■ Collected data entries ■
##############################
// src/main.rs

use planrun::{cli, logging, run_cli};

#[tokio::main]
async fn main() {
    if let Err(err) = run_main().await {
        eprintln!("planrun error: {err:?}");
        std::process::exit(1);
    }
}

async fn run_main() -> anyhow::Result<()> {
    let args = cli::parse();
    logging::init_logging(args.log_level)?;
    run_cli(args).await
}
##############################
■ TASK TO COMPLETE ■
Each entry in the data should be restated exactly as it was written.

■ TASK ANSWER ■
// src/main.rs

use planrun::{cli, logging, run_cli};

#[tokio::main]
async fn main() {
    if let Err(err) = run_main().await {
        eprintln!("planrun error: {err:?}");
        std::process::exit(1);
    }
}

async fn run_main() -> anyhow::Result<()> {
    let args = cli::parse();
    logging::init_logging(args.log_level)?;
    run_cli(args).await
}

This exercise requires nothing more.